A bearing cylinder 18 is provided on the rear wall of the headstock so as to face the detachable cylinder 16 on the front face.
The rotating cylinder 19 of the internal teeth which transmits the rotation to 3 is rotatably held. The rotary cylinder 19 is driven by a motor M2, a speed reducer, and a pulley at a front end protruding from the front end of the bearing cylinder 18 to rotate.

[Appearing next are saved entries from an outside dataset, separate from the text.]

impl VersionExtractor {
    /// Extractor over `projects`, searched in the given order
    pub fn new(projects: Vec<ProjectDescriptor>) -> Self {
        Self {
            projects,
            dynamic_fallback: true,
            finder: ProjectFileFinder::default(),
            cache: Arc::new(PatternCache::new()),
            reader: FileReader::default(),
            git: Arc::new(SystemGit),
        }
    }

    pub fn from_config(config: &Config) -> Self {
        Self::new(config.projects.clone())
    }

    pub fn with_dynamic_fallback(mut self, enabled: bool) -> Self {
        self.dynamic_fallback = enabled;
        self
    }

    pub fn with_skip_directories(mut self, directories: Vec<String>) -> Self {
        self.finder = ProjectFileFinder::new(directories);
        self
    }

    pub fn with_pattern_cache(mut self, cache: Arc<PatternCache>) -> Self {
        self.cache = cache;
        self
    }

    pub fn with_git_runner(mut self, git: Arc<dyn GitRunner>) -> Self {
        self.git = git;
        self
    }

    pub fn with_file_reader(mut self, reader: FileReader) -> Self {
        self.reader = reader;
        self
    }

    pub fn skip_directories(&self) -> &[String] {
        self.finder.skip_directories()
    }

    pub fn dynamic_fallback(&self) -> bool {
        self.dynamic_fallback
    }

    /// Extract a version from a project directory or a single project file
    pub fn extract(&self, path: &Path) -> Result<ExtractionResult, ExtractError> {
        let metadata = match std::fs::metadata(path) {
            Ok(metadata) => metadata,
            Err(e) if e.kind() == std::io::ErrorKind::NotFound => {
                return Err(ExtractError::PathNotFound(path.to_path_buf()));
            }
            Err(e) => return Err(ExtractError::io(path, e)),
        };

        if metadata.is_dir() {
            self.extract_from_directory(path)
        } else {
            self.extract_from_file(path)
        }
    }

    /// Uses the first descriptor whose file pattern matches the file name.
    /// Dynamic versioning is not considered.
    fn extract_from_file(&self, path: &Path) -> Result<ExtractionResult, ExtractError> {
        let file_name = path
            .file_name()
            .map(|name| name.to_string_lossy().into_owned())
            .unwrap_or_default();

        let project = self
            .projects
            .iter()
            .find(|project| {
                FilePattern::parse(&project.file)
                    .inspect_err(|e| warn!("Skipping {}: {}", project.label(), e))
                    .is_ok_and(|pattern| pattern.matches(&file_name))
            })
            .ok_or_else(|| ExtractError::UnsupportedFileType(file_name.clone()))?;

        debug!("Extracting {} as {}", path.display(), project.label());

        let matchers = self.matchers();
        match matchers.extract(path, &project.regex)? {
            Some(found) => Ok(ExtractionResult::from_match(project, path.to_path_buf(), found)),
            None => Err(ExtractError::NoValidVersion(path.to_path_buf())),
        }
    }

    fn extract_from_directory(&self, root: &Path) -> Result<ExtractionResult, ExtractError> {
        let matchers = self.matchers();
        let detector = DynamicVersionDetector::new(Arc::clone(&self.cache), self.reader);

        for project in &self.projects {
            match self.try_project(root, project, &matchers, &detector) {
                Ok(Some(result)) => return Ok(result),
                Ok(None) => {}
                Err(e) => warn!("Failed to extract from {}: {}", project.label(), e),
            }
        }

        Err(ExtractError::NoVersionFound)
    }

    fn try_project(
        &self,
        root: &Path,
        project: &ProjectDescriptor,
        matchers: &Matchers,
        detector: &DynamicVersionDetector,
    ) -> Result<Option<ExtractionResult>, ExtractError> {
        let uses_dynamic = self.dynamic_fallback && project.supports_dynamic_versioning;

        if project.regex.is_empty() {
            if !uses_dynamic {
                debug!("Skipping {}: no patterns and no Git fallback", project.label());
                return Ok(None);
            }

            let Some(file) = self.finder.find(root, &project.file)?.into_iter().next() else {
                return Ok(None);
            };
            return Ok(self
                .git_fallback(root)
                .inspect_err(|e| debug!("Git fallback failed in {}: {}", root.display(), e))
                .ok()
                .map(|tag| ExtractionResult::from_git_tag(project, file, tag, GIT_FALLBACK_MARKER)));
        }

        for file in self.finder.find(root, &project.file)? {
            let found = match matchers.extract(&file, &project.regex) {
                Ok(found) => found,
                Err(e) => {
                    warn!("Error processing {}: {}", file.display(), e);
                    continue;
                }
            };

            if uses_dynamic && !project.dynamic_version_indicators.is_empty() {
                let is_dynamic = detector
                    .detect(&file, &project.dynamic_version_indicators)
                    .inspect_err(|e| debug!("Dynamic versioning check failed for {}: {}", file.display(), e))
                    .unwrap_or(false);

                if is_dynamic {
                    debug!("{} uses dynamic versioning", file.display());
                    match self.git_fallback(root) {
                        Ok(tag) => {
                            let marker = VersionSource::DynamicGitTag.as_str();
                            return Ok(Some(ExtractionResult::from_git_tag(project, file, tag, marker)));
                        }
                        Err(e) => debug!("Git fallback failed in {}: {}", root.display(), e),
                    }
                }
            }

            if let Some(found) = found {
                return Ok(Some(ExtractionResult::from_match(project, file, found)));
            }
        }

        Ok(None)
    }

    /// Fetch tags, then resolve the latest version tag in `root`
    fn git_fallback(&self, root: &Path) -> Result<GitTagResult, ExtractError> {
        let resolver = GitTagResolver::new(Arc::clone(&self.git));
        resolver.fetch_tags(root);

        Ok(resolver.resolve_latest_version_tag(root)?)
    }

    fn matchers(&self) -> Matchers {
        Matchers::new(Arc::clone(&self.cache), self.reader)
    }
}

Reference numeral 20 denotes a spline shaft which is detachably connected to the rear portion of the rotary spindle 13 which extends through the static shaft 11 and extends rearward, and which is detachably connected to rotate integrally therewith.
The spline shaft 20 engages the spline on the outer periphery with the internal teeth of the rotary cylinder 19 and projects rearward from the front end of the cylinder 19. A rearward-facing shelf 21 is provided on the rear wall of the headstock below the spline shaft 20, and a connector 15 is slidably mounted on the shelf along a front-rear guide 22. The rear end of the shaft 20 is rotatably connected to the connecting body. Further, the rear end of the sliding rod 14 slidably supported by penetrating the headstock in the front-rear direction immediately below the rotary spindle is connected to the connecting body. Therefore, the rotating spindle 13 and the spline shaft 20 and the sliding rod 14 slide forward and backward integrally by sliding the connecting body 15 in the front-back direction.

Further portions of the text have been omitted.